I media sono con Hillary, ma hanno parlato soprattutto di Donald. Dei 100 maggiori quotidiani americani, ben 80 hanno espresso il loro sostegno alla candidata democratica. Tuttavia, a fare notizia è soprattutto il repubblicano, il cui nome compare in più del doppio dei titoli.

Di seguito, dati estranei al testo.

pub mod chat;
pub mod page;

use std::net::SocketAddr;
use std::sync::Arc;

use axum::extract::{Form, State};
use axum::http::header::{COOKIE, LOCATION, SET_COOKIE};
use axum::http::{HeaderMap, HeaderValue, StatusCode};
use axum::response::{Html, IntoResponse, Response};
use axum::routing::{get, post};
use axum::Router;
use eyre::Result;
use serde::Deserialize;
use tokio::net::TcpListener;
use tracing::{debug, info, warn};
use uuid::Uuid;

use chat::session_store::SessionStore;

const SESSION_COOKIE: &str = "gemini_chat_session";

#[derive(Clone)]
pub struct AppState {
    sessions: Arc<SessionStore>,
    model: Arc<str>,
}

impl AppState {
    pub fn new(sessions: SessionStore, model: &str) -> Self {
        Self {
            sessions: Arc::new(sessions),
            model: Arc::from(model),
        }
    }
}

#[derive(Debug, Deserialize)]
struct ChatForm {
    #[serde(default)]
    prompt: String,
}

pub fn router(state: AppState) -> Router {
    Router::new()
        .route("/", get(index))
        .route("/chat", post(submit_chat))
        .route("/clear", post(clear_chat))
        .with_state(state)
}

pub async fn serve(addr: SocketAddr, state: AppState) -> Result<()> {
    let listener = TcpListener::bind(addr).await?;
    info!("Gemini Chat listening on http://{}", listener.local_addr()?);

    axum::serve(listener, router(state))
        .with_graceful_shutdown(shutdown_signal())
        .await?;

    info!("Server stopped");
    Ok(())
}

async fn shutdown_signal() {
    if let Err(e) = tokio::signal::ctrl_c().await {
        warn!("Failed to listen for shutdown signal: {}", e);
        std::future::pending::<()>().await;
    }
}

async fn index(State(state): State<AppState>, headers: HeaderMap) -> Response {
    let (id, handle) = state.sessions.get_or_create(session_id(&headers));

    let body = {
        let mut session = handle.lock().await;
        let error = session.take_pending_error();
        page::render_page(&state.model, session.messages(), error.as_deref())
    };

    with_session_cookie(Html(body).into_response(), id)
}

async fn submit_chat(
    State(state): State<AppState>,
    headers: HeaderMap,
    Form(form): Form<ChatForm>,
) -> Response {
    let (id, handle) = state.sessions.get_or_create(session_id(&headers));

    let input = form.prompt.trim();
    if input.is_empty() {
        debug!(session = %id, "Ignoring empty submission");
        return with_session_cookie(redirect_home(), id);
    }

    let mut session = handle.lock().await;
    match session.submit(input).await {
        Ok(_) => debug!(session = %id, "Turn completed"),
        Err(e) => warn!(session = %id, "Turn failed: {}", e),
    }
    drop(session);

    with_session_cookie(redirect_home(), id)
}

async fn clear_chat(State(state): State<AppState>, headers: HeaderMap) -> Response {
    if let Some(id) = session_id(&headers) {
        state.sessions.remove(&id);
    }
    redirect_home()
}

fn redirect_home() -> Response {
    (StatusCode::SEE_OTHER, [(LOCATION, "/")]).into_response()
}

/// Reads the session id from the request's `Cookie` header(s).
fn session_id(headers: &HeaderMap) -> Option<Uuid> {
    headers
        .get_all(COOKIE)
        .iter()
        .filter_map(|value| value.to_str().ok())
        .flat_map(|value| value.split(';'))
        .filter_map(|pair| pair.trim().split_once('='))
        .find(|(name, _)| *name == SESSION_COOKIE)
        .and_then(|(_, value)| Uuid::parse_str(value.trim()).ok())
}

/// No `Max-Age`: the cookie, and so the conversation, ends with the browser session.
fn with_session_cookie(mut response: Response, id: Uuid) -> Response {
    let cookie = format!("{}={}; Path=/; HttpOnly; SameSite=Lax", SESSION_COOKIE, id);
    match HeaderValue::from_str(&cookie) {
        Ok(value) => {
            response.headers_mut().insert(SET_COOKIE, value);
        }
        Err(e) => warn!("Failed to build session cookie: {}", e),
    }
    response
}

Gli endorsement della stampa a un candidato sono un fenomeno tutt’altro che inedito negli Stati Uniti, ma in occasione di queste elezioni alcuni media hanno offerto indicazioni di voto in controtendenza rispetto al passato. Non stupisce l’appoggio del New York Times e del Washington Post, tradizionalmente liberal, all’ex segretario di Stato: in un editoriale del primo, Trump è stato definito «il peggior candidato mai nominato da uno dei due partiti principali nella storia moderna dell’America», mentre per il secondo «non merita di stare nell’Ufficio Ovale». Altri due importanti giornali di New York, il Daily News e il Newsday, e due texani, il Dallas Morning News e lo Houston Chronicle, hanno cambiato colore: nel 2012 sostenevano il repubblicano Mitt Romney, oggi sono con Clinton. In tutto, sono 500 le testate che fanno il tifo per l’ex first lady.

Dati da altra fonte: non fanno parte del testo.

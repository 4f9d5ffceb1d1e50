//! Read-mode post-processing.
//!
//! The markup compiler isolates anchor text as inline `code` elements. One
//! pass walks a rendered tree, tags every eligible code span as processed,
//! then swaps each for a collapsed expandable control:
//!
//! ```text
//! <code>&lt;&lt;#42&gt;&gt;</code>
//!   => <details data-ado-anchor="processed" data-binding="..."><summary>#42</summary>...</details>
//! ```
//!
//! The host may run the pass repeatedly over overlapping fragments; the
//! marker keeps every span to a single substitution. Nothing is fetched until
//! a control is expanded.

use std::collections::HashMap;
use std::sync::{Arc, Mutex, MutexGuard, PoisonError};

use super::tree::{Element, Node};
use super::{BindingId, BindingTarget, Expansion, LoadState, RenderBinding, RenderContext, Resolved};
use crate::anchor::{self, AnchorKind, AnchorTarget};
use crate::models::{QueryResultRow, WorkItem};
use crate::present::{self, PresentationController, PresentationHost};

/// Idempotency marker set on processed code spans and on their substitutes.
pub const PROCESSED_ATTR: &str = "data-ado-anchor";
pub const PROCESSED_VALUE: &str = "processed";
pub const BINDING_ATTR: &str = "data-binding";

const CONTROL_CLASS: &str = "ado-anchor";
const BODY_CLASS: &str = "ado-anchor__body";

/// Where the pass currently is.
#[derive(Debug, Clone, Copy, PartialEq, Eq)]
pub enum PassPhase {
    Idle,
    Scanning,
    Substituting,
}

/// Per-pass information from the markup compiler.
#[derive(Debug, Clone, Default)]
pub struct PassContext {
    pub source_path: Option<String>,
}

struct Registry {
    phase: PassPhase,
    order: Vec<BindingId>,
    bindings: HashMap<BindingId, Arc<RenderBinding>>,
}

/// Read-mode renderer for one document view.
pub struct ReadModeRenderer {
    ctx: Arc<RenderContext>,
    registry: Mutex<Registry>,
}

impl ReadModeRenderer {
    pub fn new(ctx: Arc<RenderContext>) -> Self {
        Self {
            ctx,
            registry: Mutex::new(Registry {
                phase: PassPhase::Idle,
                order: Vec::new(),
                bindings: HashMap::new(),
            }),
        }
    }

    fn lock(&self) -> MutexGuard<'_, Registry> {
        self.registry.lock().unwrap_or_else(PoisonError::into_inner)
    }

    pub fn phase(&self) -> PassPhase {
        self.lock().phase
    }

    /// Bindings created so far, in substitution order.
    pub fn bindings(&self) -> Vec<Arc<RenderBinding>> {
        let registry = self.lock();
        registry
            .order
            .iter()
            .filter_map(|id| registry.bindings.get(id).cloned())
            .collect()
    }

    pub fn binding(&self, id: BindingId) -> Option<Arc<RenderBinding>> {
        self.lock().bindings.get(&id).cloned()
    }

    /// Post-process one rendered fragment. Returns the bindings this pass
    /// created; spans already processed are skipped.
    pub fn process(&self, root: &mut Node, cx: &PassContext) -> Vec<BindingId> {
        self.lock().phase = PassPhase::Scanning;
        let mut found = Vec::new();
        let mut path = Vec::new();
        scan(root, &mut path, false, &mut found);

        self.lock().phase = PassPhase::Substituting;
        let mut created = Vec::with_capacity(found.len());
        for (path, target) in found {
            let Some(slot) = root.at_path_mut(&path) else {
                continue;
            };
            let binding = RenderBinding::new(BindingTarget::Anchor(target.clone()), self.ctx.clone());
            *slot = control(&target, &binding);
            created.push(binding.id());

            let mut registry = self.lock();
            registry.order.push(binding.id());
            registry.bindings.insert(binding.id(), binding);
        }

        self.lock().phase = PassPhase::Idle;
        tracing::debug!(
            source = cx.source_path.as_deref().unwrap_or("-"),
            substituted = created.len(),
            "read pass complete"
        );
        created
    }

    /// Expand a control; the first expansion fetches.
    pub async fn expand(&self, id: BindingId) -> Option<Expansion> {
        let binding = self.binding(id)?;
        Some(binding.expand().await)
    }

    /// Open the children sub-view of a loaded container control.
    pub async fn open_children(&self, id: BindingId) -> Option<Expansion> {
        let binding = self.binding(id)?;
        binding.open_children().await
    }

    /// Expand and open the detail view for a control.
    pub async fn open_details<H: PresentationHost>(
        &self,
        id: BindingId,
        controller: &mut PresentationController<H>,
    ) -> Option<Expansion> {
        let binding = self.binding(id)?;
        Some(super::present_binding(&binding, controller).await)
    }

    /// Rewrite every control body in `root` from its binding state.
    pub fn sync(&self, root: &mut Node) {
        let Node::Element(element) = root else {
            return;
        };
        if let Some(id) = element.get_attr(BINDING_ATTR).and_then(BindingId::parse) {
            if let Some(binding) = self.binding(id) {
                refresh_control(element, &binding);
                return;
            }
        }
        for child in &mut element.children {
            self.sync(child);
        }
    }

    /// The view is gone: detach every binding so late responses are dropped.
    pub fn teardown(&self) {
        let bindings: Vec<_> = {
            let mut registry = self.lock();
            registry.order.clear();
            registry.bindings.drain().map(|(_, b)| b).collect()
        };
        for binding in bindings {
            binding.detach();
        }
    }
}

/// Scanning phase: mark eligible code spans and record their paths.
fn scan(node: &mut Node, path: &mut Vec<usize>, in_pre: bool, found: &mut Vec<(Vec<usize>, AnchorTarget)>) {
    let Node::Element(element) = node else {
        return;
    };
    if element.get_attr(PROCESSED_ATTR).is_some() {
        return;
    }
    if element.tag == "code" && !in_pre {
        if let Some(target) = anchor::parse_exact(&element.text_content()) {
            element.set_attr(PROCESSED_ATTR, PROCESSED_VALUE);
            found.push((path.clone(), target));
        }
        return;
    }

    let in_pre = in_pre || element.tag == "pre";
    for (index, child) in element.children.iter_mut().enumerate() {
        path.push(index);
        scan(child, path, in_pre, found);
        path.pop();
    }
}

fn label(target: &AnchorTarget) -> String {
    match target.kind {
        AnchorKind::Container => format!("#{}", target.identifier),
        AnchorKind::SavedQuery => format!("Query: {}", target.identifier),
    }
}

/// The collapsed control that replaces an anchor code span.
fn control(target: &AnchorTarget, binding: &RenderBinding) -> Node {
    Element::new("details")
        .attr("class", format!("{CONTROL_CLASS} {CONTROL_CLASS}--{}", target.kind.as_str()))
        .attr(PROCESSED_ATTR, PROCESSED_VALUE)
        .attr("data-anchor-kind", target.kind.as_str())
        .attr("data-anchor-id", target.identifier.clone())
        .attr(BINDING_ATTR, binding.id().to_string())
        .attr("data-state", LoadState::Unloaded.as_str())
        .child(Element::new("summary").text(label(target)))
        .child(Element::new("div").attr("class", BODY_CLASS))
        .into()
}

fn refresh_control(element: &mut Element, binding: &RenderBinding) {
    let state = binding.load_state();
    element.set_attr("data-state", state.as_str());
    if binding.is_expanded() {
        element.set_attr("open", "");
    } else {
        element.attrs.remove("open");
    }

    if let (LoadState::Loaded(resolved), Some(summary)) = (&state, element.children.get_mut(0)) {
        if let (Resolved::WorkItem(item), Some(summary)) = (resolved.as_ref(), summary.as_element_mut()) {
            summary.children = vec![Node::text(format!("#{} {}", item.id, item.title()))];
        }
    }

    let body = state_body(&state, binding);
    match element.children.get_mut(1) {
        Some(slot) => *slot = body,
        None => element.children.push(body),
    }
}

fn state_body(state: &LoadState, binding: &RenderBinding) -> Node {
    let body = Element::new("div").attr("class", BODY_CLASS);
    let body = match state {
        LoadState::Unloaded => body,
        LoadState::Loading => body.child(notice("loading", "Loading…")),
        LoadState::Error(message) => body.child(notice("error", message)),
        LoadState::Loaded(resolved) => match resolved.as_ref() {
            Resolved::WorkItem(item) => work_item_body(body, item, binding),
            Resolved::Query(rows) if rows.is_empty() => {
                body.child(notice("empty", "No work items found."))
            }
            Resolved::Query(rows) => body.child(rows_table(rows)),
            Resolved::Children(items) if items.is_empty() => {
                body.child(notice("empty", "No child items found."))
            }
            Resolved::Children(items) => body.child(children_list(items)),
        },
    };
    body.into()
}

fn notice(kind: &str, text: &str) -> Element {
    Element::new("p")
        .attr("class", format!("{CONTROL_CLASS}__{kind}"))
        .text(text)
}

fn work_item_body(body: Element, item: &WorkItem, binding: &RenderBinding) -> Element {
    let description = item
        .fields
        .description
        .as_deref()
        .map(present::html_to_text)
        .filter(|d| !d.is_empty())
        .unwrap_or_else(|| "No description.".to_string());

    let mut body = body
        .child(
            Element::new("p")
                .attr("class", format!("{CONTROL_CLASS}__meta"))
                .text(format!("{} · {}", item.work_item_type(), item.state())),
        )
        .child(
            Element::new("div")
                .attr("class", format!("{CONTROL_CLASS}__description"))
                .text(description),
        );

    let children = Element::new("section").attr("class", format!("{CONTROL_CLASS}__children"));
    let children = match binding.existing_children() {
        None => children.child(notice("hint", "Children not loaded.")),
        Some(child) => match state_body(&child.load_state(), &child) {
            Node::Element(inner) => children.child(inner),
            text => children.child(text),
        },
    };
    body.children.push(children.into());
    body
}

fn rows_table(rows: &[QueryResultRow]) -> Element {
    let header = Element::new("tr")
        .child(Element::new("th").text("ID"))
        .child(Element::new("th").text("Type"))
        .child(Element::new("th").text("Title"))
        .child(Element::new("th").text("State"));
    rows.iter().fold(Element::new("table").child(header), |table, row| {
        table.child(
            Element::new("tr")
                .child(
                    Element::new("td").child(
                        Element::new("a")
                            .attr("href", row.url.clone())
                            .text(row.id.to_string()),
                    ),
                )
                .child(Element::new("td").text(row.work_item_type.clone()))
                .child(Element::new("td").text(row.title.clone()))
                .child(Element::new("td").text(row.state.clone())),
        )
    })
}

fn children_list(items: &[WorkItem]) -> Element {
    items.iter().fold(Element::new("ul"), |list, item| {
        list.child(
            Element::new("li")
                .attr("data-item-id", item.id.to_string())
                .text(format!("#{} {} [{}]", item.id, item.title(), item.state())),
        )
    })
}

Il quotidiano più diffuso dell’intera nazione, Usa Today, non aveva mai espresso una preferenza: quest’anno ha invitato i suoi lettori a votare chiunque eccetto «The Donald». Il Chicago Tribune, che quattro anni fa spingeva per Obama, è uno dei 9 giornali che sostiene il libertario Gary Johnson. Con Trump – che ha spesso accusato i giornalisti di essere disonesti – ci sono 25 pubblicazioni: il più letto è il Las Vegas Review-Journal, di proprietà di Sheldon Adelson, magnate dei casinò, ma c’è anche il Crusader, testata ufficiale del Ku Klux Klan.
Quanta influenza possono esercitare gli endorsement della carta stampata? Nel 2008, il professore Brian Knight della Brown University sosteneva che circa il 5% dei lettori può essere persuaso a cambiare idea, soprattutto se il sostegno proviene da un giornale che va in controtendenza rispetto alla sua tradizione. Siamo però nel 2016, anno in cui solo il 5% degli americani adulti ritiene che la stampa sia il medium che offre maggiore aiuto nella scelta elettorale, contro il 24% che predilige la tv via cavo e il 14% che si fida soprattutto dei social media. E su Twitter, prima che gli account di giornali e televisioni, sono stati i profili dei candidati ad esercitare maggiore influenza con i loro cinguettii che hanno dettato l’agenda dei media tradizionali.
Al contempo, alcune inchieste giornalistiche hanno introdotto nel dibattito degli elementi che potrebbero risultare decisivi. È stato un giornalista, David Farenthold del Washington Post, a ripescare la registrazione del 2005 in cui Trump si vantava di poter disporre a suo piacimento del corpo delle donne. E sono stati i giornalisti del New York Times a procurarsi i documenti che hanno dimostrato come il tycoon avesse eluso per anni le imposte federali.